Judges 4:6. The champion whom she summoned to her side bore the name of Barak, which means "lightning"; cf. the Punic name Barkas. Kedesh-Naphtali (p. 29), so called in distinction from Kedesh-Barnea in the Negeb, is now Kades, 4 m. NW. of the lake of Huleh. Tabor (p. 29), the dome-shaped mountain at the NE. corner of the Great Plain, was the natural mustering place for the Galilean tribes. Naphtali and Zebulun had their settlements in the region to the west of the Sea of Galilee, and in this narrative it appears as if they alone were involved in the conflict with Sisera.

Judges 4:7. The Kishon (p. 29), on whose banks the battle was fought, rises near Jenin, and flows westward through the Great Plain, at one season contracted into a small muddy stream, at another swollen into a raging torrent.

Judges 4:8 f.
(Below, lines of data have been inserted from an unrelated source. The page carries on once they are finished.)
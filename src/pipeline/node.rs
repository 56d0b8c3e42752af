//! Node abstraction for the pipeline.
//!
//! Two-layer design:
//! - **`NodeKind` enum**: the closed set of behaviours (source, transform,
//!   action, filter, pipeline facade). The engine matches on it, so every
//!   pull outcome is handled exhaustively.
//! - **`Lifecycle` trait**: optional user hooks attached to any node, run
//!   once when a pipeline starts and once when it ends (open/close a device,
//!   flush a writer).
//!
//! A `Node` is a value until it is added to a [`Graph`](crate::pipeline::Graph);
//! from then on it is addressed through its `NodeId`.

use crate::pipeline::id::NodeId;
use crate::pipeline::node_type::NodeType;
use crate::pipeline::nodes::{pass_through, Generator, IterGenerator};
use crate::pipeline::value::Value;
use std::time::Duration;

pub type TransformFn = Box<dyn FnMut(&[Value]) -> anyhow::Result<Value> + Send>;
pub type ActionFn = Box<dyn FnMut(&[Value]) -> anyhow::Result<()> + Send>;
pub type PredicateFn = Box<dyn FnMut(&[Value]) -> anyhow::Result<bool> + Send>;

/// Hooks run around a pipeline invocation.
pub trait Lifecycle: Send {
    /// Called once before the first pass of a run.
    fn on_start(&mut self) -> anyhow::Result<()> {
        Ok(())
    }

    /// Called once after the last pass of a run, whatever its outcome.
    fn on_end(&mut self) -> anyhow::Result<()> {
        Ok(())
    }
}

/// Behaviour of a node.
pub enum NodeKind {
    Transform(TransformFn),
    Source(Box<dyn Generator>),
    Action(ActionFn),
    Filter(PredicateFn),
    /// Facade created by `Pipeline`; forwards its single input.
    Pipeline,
}

/// Result of running a node's own function once.
pub(crate) enum Step {
    Value(Value),
    Filtered,
    Exhausted,
}

impl NodeKind {
    pub fn node_type(&self) -> NodeType {
        match self {
            NodeKind::Transform(_) => NodeType::Transform,
            NodeKind::Source(_) => NodeType::Source,
            NodeKind::Action(_) => NodeType::Action,
            NodeKind::Filter(_) => NodeType::Filter,
            NodeKind::Pipeline => NodeType::Pipeline,
        }
    }

    pub(crate) fn call(&mut self, inputs: Vec<Value>) -> anyhow::Result<Step> {
        match self {
            NodeKind::Transform(f) => f(inputs.as_slice()).map(Step::Value),
            NodeKind::Source(generator) => Ok(match generator.next_item()? {
                Some(item) => Step::Value(item),
                None => Step::Exhausted,
            }),
            NodeKind::Action(f) => {
                f(inputs.as_slice())?;
                Ok(Step::Value(pass_through(inputs)))
            }
            NodeKind::Filter(f) => {
                if f(inputs.as_slice())? {
                    Ok(Step::Value(pass_through(inputs)))
                } else {
                    Ok(Step::Filtered)
                }
            }
            NodeKind::Pipeline => Ok(Step::Value(pass_through(inputs))),
        }
    }

    pub(crate) fn on_start(&mut self) -> anyhow::Result<()> {
        match self {
            NodeKind::Source(generator) => generator.on_start(),
            _ => Ok(()),
        }
    }

    pub(crate) fn on_end(&mut self) -> anyhow::Result<()> {
        match self {
            NodeKind::Source(generator) => generator.on_end(),
            _ => Ok(()),
        }
    }
}

impl std::fmt::Debug for NodeKind {
    fn fmt(&self, f: &mut std::fmt::Formatter<'_>) -> std::fmt::Result {
        write!(f, "NodeKind::{}", self.node_type().display_name())
    }
}

/// Per-node flags.
#[derive(Debug, Clone, Copy, Default, PartialEq, Eq)]
pub struct NodeOptions {
    /// Evaluate by draining the upstream stream instead of a single pass.
    pub aggregate: bool,
    /// Keep each produced value when aggregating.
    pub collect: bool,
    /// Log computed values at debug level instead of trace.
    pub verbose: bool,
    /// Record the duration of every computation.
    pub timeit: bool,
}

/// A processing stage: a wrapped function plus its upstream wiring.
pub struct Node {
    pub(crate) label: Option<String>,
    pub(crate) name: String,
    pub(crate) kind: NodeKind,
    pub(crate) arity: usize,
    pub(crate) options: NodeOptions,
    pub(crate) hooks: Vec<Box<dyn Lifecycle>>,
    pub(crate) previous: Vec<NodeId>,
    pub(crate) cache: Option<Value>,
    pub(crate) timings: Vec<Duration>,
}

impl Node {
    fn with_kind(kind: NodeKind, arity: usize) -> Self {
        Self {
            label: None,
            name: String::new(),
            kind,
            arity,
            options: NodeOptions::default(),
            hooks: Vec::new(),
            previous: Vec::new(),
            cache: None,
            timings: Vec::new(),
        }
    }

    /// Transform over `arity` upstream values.
    pub fn transform<F>(arity: usize, f: F) -> Self
    where
        F: FnMut(&[Value]) -> anyhow::Result<Value> + Send + 'static,
    {
        Self::with_kind(NodeKind::Transform(Box::new(f)), arity)
    }

    /// Single-input transform.
    pub fn map<F>(mut f: F) -> Self
    where
        F: FnMut(&Value) -> anyhow::Result<Value> + Send + 'static,
    {
        Self::transform(1, move |inputs| f(&inputs[0]))
    }

    /// Source backed by a generator.
    pub fn source<G>(generator: G) -> Self
    where
        G: Generator + 'static,
    {
        Self::with_kind(NodeKind::Source(Box::new(generator)), 0)
    }

    /// Source yielding the items of `items`, in order.
    pub fn source_iter<I, V>(items: I) -> Self
    where
        I: IntoIterator<Item = V>,
        I::IntoIter: Send + 'static,
        V: Into<Value>,
    {
        Self::source(IterGenerator::new(items.into_iter()))
    }

    /// Side-effect action over `arity` upstream values.
    pub fn action<F>(arity: usize, f: F) -> Self
    where
        F: FnMut(&[Value]) -> anyhow::Result<()> + Send + 'static,
    {
        Self::with_kind(NodeKind::Action(Box::new(f)), arity)
    }

    /// Single-input action.
    pub fn inspect<F>(mut f: F) -> Self
    where
        F: FnMut(&Value) + Send + 'static,
    {
        Self::action(1, move |inputs| {
            f(&inputs[0]);
            Ok(())
        })
    }

    /// Filter over `arity` upstream values.
    pub fn filter<F>(arity: usize, f: F) -> Self
    where
        F: FnMut(&[Value]) -> anyhow::Result<bool> + Send + 'static,
    {
        Self::with_kind(NodeKind::Filter(Box::new(f)), arity)
    }

    /// Single-input, infallible filter.
    pub fn predicate<F>(mut f: F) -> Self
    where
        F: FnMut(&Value) -> bool + Send + 'static,
    {
        Self::filter(1, move |inputs| Ok(f(&inputs[0])))
    }

    pub(crate) fn pipeline() -> Self {
        Self::with_kind(NodeKind::Pipeline, 1)
    }

    /// Set the display label. Labels are unique within a graph.
    pub fn with_label(mut self, label: impl Into<String>) -> Self {
        self.label = Some(label.into());
        self
    }

    pub fn with_options(mut self, options: NodeOptions) -> Self {
        self.options = options;
        self
    }

    /// Drain the stream on evaluation, optionally collecting each value.
    pub fn aggregate(mut self, collect: bool) -> Self {
        self.options.aggregate = true;
        self.options.collect = collect;
        self
    }

    pub fn timeit(mut self) -> Self {
        self.options.timeit = true;
        self
    }

    pub fn verbose(mut self) -> Self {
        self.options.verbose = true;
        self
    }

    /// Attach lifecycle hooks, run after the kind's own hooks.
    pub fn with_hook<L>(mut self, hook: L) -> Self
    where
        L: Lifecycle + 'static,
    {
        self.hooks.push(Box::new(hook));
        self
    }

    /// Display name; a generated `<kind>#<index>` when no label was given.
    pub fn name(&self) -> &str {
        &self.name
    }

    pub fn label(&self) -> Option<&str> {
        self.label.as_deref()
    }

    pub fn node_type(&self) -> NodeType {
        self.kind.node_type()
    }

    /// Number of upstream nodes this node must be wired to.
    pub fn arity(&self) -> usize {
        self.arity
    }

    pub fn options(&self) -> NodeOptions {
        self.options
    }

    /// Upstream handles, in positional-argument order.
    pub fn previous(&self) -> &[NodeId] {
        &self.previous
    }

    pub fn is_cached(&self) -> bool {
        self.cache.is_some()
    }

    pub fn timings(&self) -> &[Duration] {
        &self.timings
    }
}

impl std::fmt::Debug for Node {
    fn fmt(&self, f: &mut std::fmt::Formatter<'_>) -> std::fmt::Result {
        f.debug_struct("Node")
            .field("name", &self.name)
            .field("kind", &self.kind)
            .field("arity", &self.arity)
            .field("previous", &self.previous)
            .field("cached", &self.cache.is_some())
            .finish()
    }
}
//! Lazy, cached node-graph pipeline.
//!
//! Nodes wrap user functions and are wired into a DAG. Evaluating a node
//! pulls values from its upstream nodes back to the sources; each node
//! computes at most once per pass and caches the result until the pass ends.
//!
//! # Architecture
//!
//! ```text
//! [Source] ──► [Transform] ──► [Filter] ──► [Pipeline facade]
//!                   │                              ▲
//!                   └──────► [Action] ─────────────┘ (any DAG shape)
//! ```
//!
//! # Design
//!
//! - **Arena graph**: nodes live in a `Vec<Node>`, addressed by `NodeId`.
//! - **Closed node kinds**: `NodeKind` enum, matched exhaustively by the engine.
//! - **Typed pull outcomes**: `Outcome::{Produced, Filtered, Exhausted}`,
//!   failures as `Err(PipelineError)`.
//! - **Explicit operations**: `connect` wires, `evaluate` pulls.
//! - **Lifecycle**: `Pipeline::run` starts every reachable node once,
//!   upstream first, and always ends what it started.

pub mod builder;
pub mod cancel;
pub mod error;
pub mod executor;
pub mod graph;
pub mod id;
pub mod node;
pub mod node_type;
pub mod nodes;
pub mod outcome;
pub mod timing;
pub mod topology;
pub mod value;

pub use builder::PipelineBuilder;
pub use cancel::CancelToken;
pub use error::{NodeFailure, PipelineError, PipelineResult};
pub use executor::{Pipeline, PipelineOptions};
pub use graph::Graph;
pub use id::NodeId;
pub use node::{Lifecycle, Node, NodeKind, NodeOptions};
pub use node_type::NodeType;
pub use nodes::{FnGenerator, Generator, IterGenerator, LineReader};
pub use outcome::{AggregateSummary, Evaluation, Outcome};
pub use timing::TimingSummary;
pub use topology::{NodeSnapshot, Topology, TopologySnapshot};
pub use value::Value;
//! Generators backing source nodes.
//!
//! A source node owns exactly one generator, built when the node is
//! constructed. Every pass that reaches the source pulls one item from it;
//! `Ok(None)` means the stream is spent.

use crate::pipeline::value::Value;

/// Item stream behind a source node.
pub trait Generator: Send {
    /// Pull the next item. May block on an external resource.
    fn next_item(&mut self) -> anyhow::Result<Option<Value>>;

    /// Called once when the owning pipeline starts.
    fn on_start(&mut self) -> anyhow::Result<()> {
        Ok(())
    }

    /// Called once when the owning pipeline ends.
    fn on_end(&mut self) -> anyhow::Result<()> {
        Ok(())
    }
}

/// Generator over any `Send` iterator.
pub struct IterGenerator<I> {
    iter: I,
}

impl<I> IterGenerator<I> {
    pub fn new(iter: I) -> Self {
        Self { iter }
    }
}

impl<I, V> Generator for IterGenerator<I>
where
    I: Iterator<Item = V> + Send,
    V: Into<Value>,
{
    fn next_item(&mut self) -> anyhow::Result<Option<Value>> {
        Ok(self.iter.next().map(Into::into))
    }
}

/// Generator over a fallible closure.
pub struct FnGenerator<F> {
    pull: F,
}

impl<F> FnGenerator<F>
where
    F: FnMut() -> anyhow::Result<Option<Value>> + Send,
{
    pub fn new(pull: F) -> Self {
        Self { pull }
    }
}

impl<F> Generator for FnGenerator<F>
where
    F: FnMut() -> anyhow::Result<Option<Value>> + Send,
{
    fn next_item(&mut self) -> anyhow::Result<Option<Value>> {
        (self.pull)()
    }
}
Barak wishes the prophetess to accompany him in his campaign, that she may counsel himself and inspire his followers. She consents to go, but predicts that the glory of the victory will not be his. For the reader, certainly, the interest of the story, and still more of the poem, hinges on the action of two women, and in the end he divides the honours between them.

Judges 4:11. This is inserted to explain how Heber the Kenite, whose home would naturally be in the Negeb, came to be encamped so far north. For "in Zaanannim" read Bezaanim; site doubtful.


Verses 14-23

Judges 4:14-23. The Battle of the Kishon and the Death of Sisera.—The Galilean highlanders rushed like a torrent down the slope of Mt. Tabor, and swept the enemy before them. When Sisera left his chariot and fled on foot (Judges 4:15), he made westward for Harosheth. The tent of Jael was pitched somewhere in the Great Plain, not (as Judges 4:11; Judges 4:17 would imply) away north in the neighbourhood of Kedesh or Hazor. The account of Sisera's death given in this chapter differs materially from the representation in the triumphal Ode. Jael covers him with a rug," or perhaps the word (which is found only here) means "a tent curtain"; she opens her milk-skin, and bids him drink; she apparently agrees to stand at the tent door and put his pursuers off the scent; and she waits till he has fallen into a deep sleep before she lifts her hammer and drives a tent-pin through his temples. Contrast with this the older account which is found in Judges 5:24-27. We cannot doubt for a moment which of these versions is to be accepted. Criticism has vindicated a woman's honour.